- French: Les raquetteurs
- Directed by: Michel Brault Gilles Groulx
- Written by: Michel Brault Gilles Groulx
- Cinematography: Michel Brault Gilles Groulx
- Production company: National Film Board of Canada
- Release date: 1958;
- Running time: 14 minutes 37 seconds
- Country: Canada
- Language: French

= The Snowshoers =

The Snowshoers (Les Raquetteurs) is a 1958 Direct Cinema documentary film co-directed by Michel Brault and Gilles Groulx. The film explores life in rural Quebec, at a convention of snowshoers in Sherbrooke, Quebec in February 1958. The film is notable for helping to establish the then-nascent French language production unit at the National Film Board of Canada, and more importantly, the development of a uniquely Quebec style of direct cinema.
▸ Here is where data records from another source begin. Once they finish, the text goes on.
//! Server configuration
//!
//! The configuration is a YAML document; only its `server` section is read, other top-level
//! keys are ignored. Every field is optional and falls back to its default:
//!
//! ```yaml
//! server:
//!   port: 8080
//!   address: 0.0.0.0
//!   backlog: 128
//!   keepAliveTimeout: 15   # seconds, 0 disables keep-alive
//!   keepAliveLimit: 100    # requests per connection, 0 is unlimited
//!   gzipEnabled: true
//!   gzipLevel: 2
//!   deflateEnabled: true
//!   deflateLevel: 2
//!   chunkedEnabled: true
//!   chunkedMaxSize: 128
//!   readChunkSize: 1024
//!   writeBufferSize: 1024
//!   drainTimeout: 5        # seconds
//! ```

use crate::connection::ConnectionOptions;
use crate::transaction::{ChunkedOptions, KeepAliveOptions};
use fly_http::compression::CompressionConfig;
use serde::Deserialize;
use std::path::{Path, PathBuf};
use std::time::Duration;
use std::{fs, io};
use thiserror::Error;

/// Configuration file looked up when none is given on the command line.
pub const DEFAULT_CONFIG_PATH: &str = "fly.yaml";

#[derive(Error, Debug)]
pub enum ConfigError {
    #[error("could not read configuration {}: {source}", path.display())]
    Io {
        path: PathBuf,
        #[source]
        source: io::Error,
    },

    #[error("invalid configuration: {source}")]
    Yaml {
        #[from]
        source: serde_yaml::Error,
    },
}

impl ConfigError {
    pub fn io<P: Into<PathBuf>>(path: P, source: io::Error) -> Self {
        Self::Io { path: path.into(), source }
    }
}

/// The whole configuration document.
#[derive(Debug, Clone, Default, PartialEq, Deserialize)]
#[serde(default)]
pub struct Configuration {
    pub server: ServerConfig,
}

impl Configuration {
    /// Reads and parses the YAML file at `path`.
    ///
    /// # Errors
    ///
    /// Returns [`ConfigError::Io`] when the file cannot be read and [`ConfigError::Yaml`] when
    /// it is not a valid configuration.
    pub fn load(path: impl AsRef<Path>) -> Result<Self, ConfigError> {
        let path = path.as_ref();
        let content = fs::read_to_string(path).map_err(|e| ConfigError::io(path, e))?;
        Self::from_yaml_str(&content)
    }

    /// Parses a YAML document. An empty document yields the defaults.
    ///
    /// # Errors
    ///
    /// Returns [`ConfigError::Yaml`] when the document is not a valid configuration.
    pub fn from_yaml_str(content: &str) -> Result<Self, ConfigError> {
        if content.trim().is_empty() {
            return Ok(Self::default());
        }
        Ok(serde_yaml::from_str(content)?)
    }
}

#[derive(Debug, Clone, PartialEq, Deserialize)]
#[serde(default, rename_all = "camelCase")]
pub struct ServerConfig {
    pub port: u16,
    pub address: String,
    pub backlog: u32,
    /// Seconds
    pub keep_alive_timeout: f64,
    pub keep_alive_limit: usize,
    pub gzip_enabled: bool,
    pub gzip_level: u32,
    pub deflate_enabled: bool,
    pub deflate_level: u32,
    pub chunked_enabled: bool,
    pub chunked_max_size: usize,
    pub read_chunk_size: usize,
    pub write_buffer_size: usize,
    /// Seconds
    pub drain_timeout: f64,
}

impl Default for ServerConfig {
    fn default() -> Self {
        Self {
            port: 8080,
            address: "0.0.0.0".to_owned(),
            backlog: 128,
            keep_alive_timeout: 15.0,
            keep_alive_limit: 100,
            gzip_enabled: true,
            gzip_level: 2,
            deflate_enabled: true,
            deflate_level: 2,
            chunked_enabled: true,
            chunked_max_size: 128,
            read_chunk_size: 1024,
            write_buffer_size: 1024,
            drain_timeout: 5.0,
        }
    }
}

impl ServerConfig {
    /// Keep-alive is enabled by a positive timeout.
    pub fn keep_alive(&self) -> KeepAliveOptions {
        let timeout = seconds(self.keep_alive_timeout);
        KeepAliveOptions { enabled: !timeout.is_zero(), timeout, limit: self.keep_alive_limit }
    }

    pub fn chunked(&self) -> ChunkedOptions {
        ChunkedOptions { enabled: self.chunked_enabled, chunk_size: self.chunked_max_size }
    }

    pub fn compression(&self) -> CompressionConfig {
        CompressionConfig {
            gzip_enabled: self.gzip_enabled,
            gzip_level: self.gzip_level,
            deflate_enabled: self.deflate_enabled,
            deflate_level: self.deflate_level,
        }
    }

    pub fn connection_options(&self) -> ConnectionOptions {
        ConnectionOptions {
            read_chunk_size: self.read_chunk_size,
            write_buffer_size: self.write_buffer_size,
            drain_timeout: seconds(self.drain_timeout),
        }
    }
}

/// Negative, NaN and overflowing values count as zero.
fn seconds(value: f64) -> Duration {
    Duration::try_from_secs_f64(value).unwrap_or_default()
}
The film incorporates agile camera work and a largely synchronous soundtrack, uninterrupted by any narration, in keeping with the ethos of direct cinema to avoid any imposed "truth" on events onscreen.

==Production==
Grant McLean, then head of production for the NFB, had been angry that what was to have been a three-minute vignette had quadrupled in length and ordered the film to be used for stock footage. However, NFB producers Tom Daly and Guy Glover interceded on the young filmmakers' behalf.

==Release==
At the time of its release, Les raquetteurs raised some concerns about its "nonofficial" style, and ruffled some feathers in Quebec for its portrayal of rural Quebecers.